Problem statement: Below are the records; they must be reproduced verbatim.

Stored data entries
/---

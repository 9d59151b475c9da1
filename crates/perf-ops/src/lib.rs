//! Row operations for write and verification load tests.
//!
//! A host driver owns the worker threads and the row range each worker
//! covers. For every row index it calls [`RowOperation::execute`] on an
//! operation instance that belongs to that worker alone. The operations
//! here only decide what a single row looks like and which store request it
//! turns into:
//!
//! | Operation | Per call |
//! |-----------|----------|
//! | [`FloatWriteOp`] | one put of a random key holding a random `f32` |
//! | [`BatchWriteOp`] | the same row, buffered; one batched put per threshold crossing |
//! | [`VerificationWriteOp`] | one put of the fixed key/value pair for the index |
//! | [`VerificationReadOp`] | one get of the fixed key, compared with the expected value |
//!
//! # Example
//!
//! ```rust
//! use perf_core::RowOpConfig;
//! use perf_memstore::MemoryStore;
//! use perf_ops::{RowOperation, VerificationReadOp, VerificationWriteOp};
//! use std::sync::Arc;
//!
//! let store = Arc::new(MemoryStore::new());
//! let config = RowOpConfig::default();
//!
//! let mut write = VerificationWriteOp::new(store.clone(), config.clone()).unwrap();
//! let mut read = VerificationReadOp::new(store, config).unwrap();
//! for i in 0..10 {
//!     write.execute(i).unwrap();
//!     read.execute(i).unwrap();
//! }
//! assert!(read.report().is_success());
//! ```

pub mod args;
pub mod batch_write;
pub mod error;
pub mod float_write;
pub mod metrics;
pub mod operation;
pub mod report;
pub mod verification;

pub use args::RowOpArgs;
pub use batch_write::BatchWriteOp;
pub use error::RowOpError;
pub use float_write::FloatWriteOp;
pub use metrics::RowOpMetrics;
pub use operation::RowOperation;
pub use report::{MismatchInfo, VerificationReport};
pub use verification::{VerificationReadOp, VerificationWriteOp};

\---

Result:
repository 9d59151b475c9da1
filename crates/perf-ops/src/lib.rs
//! Row operations for write and verification load tests.
//!
//! A host driver owns the worker threads and the row range each worker
//! covers. For every row index it calls [`RowOperation::execute`] on an
//! operation instance that belongs to that worker alone. The operations
//! here only decide what a single row looks like and which store request it
//! turns into:
//!
//! | Operation | Per call |
//! |-----------|----------|
//! | [`FloatWriteOp`] | one put of a random key holding a random `f32` |
//! | [`BatchWriteOp`] | the same row, buffered; one batched put per threshold crossing |
//! | [`VerificationWriteOp`] | one put of the fixed key/value pair for the index |
//! | [`VerificationReadOp`] | one get of the fixed key, compared with the expected value |
//!
//! # Example
//!
//! ```rust
//! use perf_core::RowOpConfig;
//! use perf_memstore::MemoryStore;
//! use perf_ops::{RowOperation, VerificationReadOp, VerificationWriteOp};
//! use std::sync::Arc;
//!
//! let store = Arc::new(MemoryStore::new());
//! let config = RowOpConfig::default();
//!
//! let mut write = VerificationWriteOp::new(store.clone(), config.clone()).unwrap();
//! let mut read = VerificationReadOp::new(store, config).unwrap();
//! for i in 0..10 {
//!     write.execute(i).unwrap();
//!     read.execute(i).unwrap();
//! }
//! assert!(read.report().is_success());
//! ```

pub mod args;
pub mod batch_write;
pub mod error;
pub mod float_write;
pub mod metrics;
pub mod operation;
pub mod report;
pub mod verification;

pub use args::RowOpArgs;
pub use batch_write::BatchWriteOp;
pub use error::RowOpError;
pub use float_write::FloatWriteOp;
pub use metrics::RowOpMetrics;
pub use operation::RowOperation;
pub use report::{MismatchInfo, VerificationReport};
pub use verification::{VerificationReadOp, VerificationWriteOp};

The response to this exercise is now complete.